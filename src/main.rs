// src/main.rs
mod utils;
mod extractors;
mod storage;

use std::fmt;
use std::io::Read;
use std::path::PathBuf;
use clap::{ArgAction, Parser};
use utils::AppError;
use extractors::models::AnswerRecord;
use extractors::{ScanOptions, TableScanner};
use storage::{DocumentSummary, OutputFormat, RunSummary, StorageManager};

/// Extracts expected answers from MCC results pages as flat CSV records
#[derive(Parser, Debug)]
#[command(author, version, about, long_about = None)]
struct Args {
    /// Saved results pages (HTML). Reads stdin when omitted
    inputs: Vec<PathBuf>,

    /// Write records to this file instead of stdout
    #[arg(short, long)]
    output: Option<PathBuf>,

    /// Output format
    #[arg(short, long, value_enum, default_value_t = OutputFormat::Csv)]
    format: OutputFormat,

    /// Append the expected-result label to record names (name-TYPE-label)
    #[arg(long)]
    with_variation: bool,

    /// Skip documents that fail to extract instead of aborting the run
    #[arg(long)]
    keep_going: bool,

    /// Write a JSON summary of the run to this file
    #[arg(long)]
    summary: Option<PathBuf>,

    /// Raise the default log level (-v debug, -vv trace)
    #[arg(short, long, action = ArgAction::Count)]
    verbose: u8,
}

/// Where one results page comes from.
#[derive(Debug, Clone)]
enum Source {
    File(PathBuf),
    Stdin,
}

impl Source {
    fn read(&self) -> Result<String, AppError> {
        match self {
            Source::File(path) => Ok(std::fs::read_to_string(path)?),
            Source::Stdin => {
                let mut content = String::new();
                std::io::stdin().read_to_string(&mut content)?;
                Ok(content)
            }
        }
    }
}

impl fmt::Display for Source {
    fn fmt(&self, f: &mut fmt::Formatter<'_>) -> fmt::Result {
        match self {
            Source::File(path) => write!(f, "{}", path.display()),
            Source::Stdin => write!(f, "<stdin>"),
        }
    }
}

fn sources(inputs: &[PathBuf]) -> Vec<Source> {
    if inputs.is_empty() {
        vec![Source::Stdin]
    } else {
        inputs.iter().cloned().map(Source::File).collect()
    }
}

/// Records and counters gathered over all input documents.
#[derive(Debug, Default)]
struct ScanRun {
    records: Vec<AnswerRecord>,
    documents: Vec<DocumentSummary>,
    failure_count: usize,
}

/// Scans each source in order. The first failure aborts unless `keep_going`
/// is set, in which case it is logged and counted. Fails when no document
/// could be scanned at all.
fn scan_sources(scanner: &TableScanner, sources: &[Source], keep_going: bool) -> Result<ScanRun, AppError> {
    let mut run = ScanRun::default();

    for source in sources {
        tracing::info!("Doing {}", source);

        let scanned = source
            .read()
            .and_then(|html| scanner.scan(&html).map_err(AppError::from));

        match scanned {
            Ok(scan) => {
                tracing::info!("got {} total results for category {}", scan.records.len(), scan.category);
                run.documents.push(DocumentSummary::from_scan(source.to_string(), &scan));
                run.records.extend(scan.records);
            }
            Err(e) if keep_going => {
                tracing::error!("Failed to extract answers from {}: {}", source, e);
                run.failure_count += 1;
            }
            Err(e) => {
                tracing::error!("Failed to extract answers from {}: {}", source, e);
                return Err(e);
            }
        }
    }

    if run.documents.is_empty() && run.failure_count > 0 {
        return Err(AppError::Processing(format!("Failed to extract answers from all {} documents", run.failure_count)));
    }

    Ok(run)
}

fn main() -> Result<(), AppError> {
    // 1. Parse CLI Arguments
    let args = Args::parse();

    // 2. Setup Logging (reads RUST_LOG env var)
    utils::logging::setup_logging(args.verbose);
    tracing::info!("Starting processing for args: {:?}", args);

    if args.output.is_some() && args.output == args.summary {
        return Err(AppError::Config("--output and --summary must be different files".to_string()));
    }

    let scanner = TableScanner::new(ScanOptions { include_variation: args.with_variation });

    // 3. Scan every document; records are buffered until all succeed
    let run = scan_sources(&scanner, &sources(&args.inputs), args.keep_going)?;

    // 4. Write records, then the optional summary
    let storage = StorageManager::new(args.output.clone());
    let rendered = storage::render(&run.records, args.format)?;
    storage.write_records(&rendered)?;

    if let Some(path) = &args.summary {
        let summary = RunSummary::new(run.documents, run.failure_count);
        storage.save_summary(path, &summary)?;
    }

    tracing::info!("Processing finished. Records: {}, Failures: {}", run.records.len(), run.failure_count);

    Ok(())
}
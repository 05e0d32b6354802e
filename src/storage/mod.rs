// src/storage/mod.rs
use std::fs;
use std::io::{self, Write};
use std::path::{Path, PathBuf};
use clap::ValueEnum;
use serde::Serialize;
use crate::extractors::models::{AnswerRecord, DocumentScan};
use crate::utils::error::StorageError;

/// How extracted records are rendered.
#[derive(Debug, Clone, Copy, PartialEq, Eq, Default, ValueEnum)]
pub enum OutputFormat {
    /// `name,category,queryIndex,answer` lines
    #[default]
    Csv,
    /// Pretty-printed JSON array
    Json,
}

/// Newline-joined record lines, final line unterminated.
pub fn serialize(records: &[AnswerRecord]) -> String {
    records
        .iter()
        .map(AnswerRecord::to_line)
        .collect::<Vec<_>>()
        .join("\n")
}

pub fn render(records: &[AnswerRecord], format: OutputFormat) -> Result<String, StorageError> {
    match format {
        OutputFormat::Csv => Ok(serialize(records)),
        OutputFormat::Json => serde_json::to_string_pretty(records)
            .map_err(|e| StorageError::SerializationError(e.to_string())),
    }
}

/// Per-document counters written to the run summary.
#[derive(Debug, Clone, Serialize)]
pub struct DocumentSummary {
    pub source: String,
    pub category: String,
    pub markers_seen: usize,
    pub markers_matched: usize,
    pub cells_visited: usize,
    pub records: usize,
}

impl DocumentSummary {
    pub fn from_scan(source: impl Into<String>, scan: &DocumentScan) -> Self {
        Self {
            source: source.into(),
            category: scan.category.clone(),
            markers_seen: scan.markers_seen,
            markers_matched: scan.markers_matched,
            cells_visited: scan.cells_visited,
            records: scan.records.len(),
        }
    }
}

#[derive(Debug, Clone, Serialize)]
pub struct RunSummary {
    pub documents: Vec<DocumentSummary>,
    pub failed_documents: usize,
    pub total_records: usize,
    pub extraction_timestamp: String,
}

impl RunSummary {
    pub fn new(documents: Vec<DocumentSummary>, failed_documents: usize) -> Self {
        let total_records = documents.iter().map(|d| d.records).sum();
        Self {
            documents,
            failed_documents,
            total_records,
            extraction_timestamp: chrono::Utc::now().to_rfc3339(),
        }
    }
}

/// Writes rendered records to a file, or to stdout when no path is set.
pub struct StorageManager {
    output: Option<PathBuf>,
}

impl StorageManager {
    pub fn new(output: Option<PathBuf>) -> Self {
        Self { output }
    }

    /// Writes `rendered` verbatim. Returns the file path when one was used.
    pub fn write_records(&self, rendered: &str) -> Result<Option<PathBuf>, StorageError> {
        match &self.output {
            Some(path) => {
                ensure_parent_dir(path)?;
                fs::write(path, rendered)
                    .map_err(StorageError::IoError)?;
                tracing::info!("Saved records to {}", path.display());
                Ok(Some(path.clone()))
            }
            None => {
                let stdout = io::stdout();
                let mut handle = stdout.lock();
                write_to(&mut handle, rendered)?;
                Ok(None)
            }
        }
    }

    /// Saves the run summary as pretty JSON.
    pub fn save_summary(&self, path: &Path, summary: &RunSummary) -> Result<PathBuf, StorageError> {
        ensure_parent_dir(path)?;

        let summary_str = serde_json::to_string_pretty(summary)
            .map_err(|e| StorageError::SerializationError(e.to_string()))?;

        fs::write(path, summary_str)
            .map_err(StorageError::IoError)?;

        tracing::info!("Saved run summary to {}", path.display());

        Ok(path.to_path_buf())
    }
}

fn write_to<W: Write>(writer: &mut W, rendered: &str) -> Result<(), StorageError> {
    writer.write_all(rendered.as_bytes())?;
    writer.flush()?;
    Ok(())
}

fn ensure_parent_dir(path: &Path) -> Result<(), StorageError> {
    if let Some(parent) = path.parent() {
        if !parent.as_os_str().is_empty() && !parent.exists() {
            fs::create_dir_all(parent)
                .map_err(StorageError::IoError)?;
        }
    }
    Ok(())
}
--
Work request:
Across the listing, count the lines that contain "category". Nothing but the number should be returned.

Task answer:
4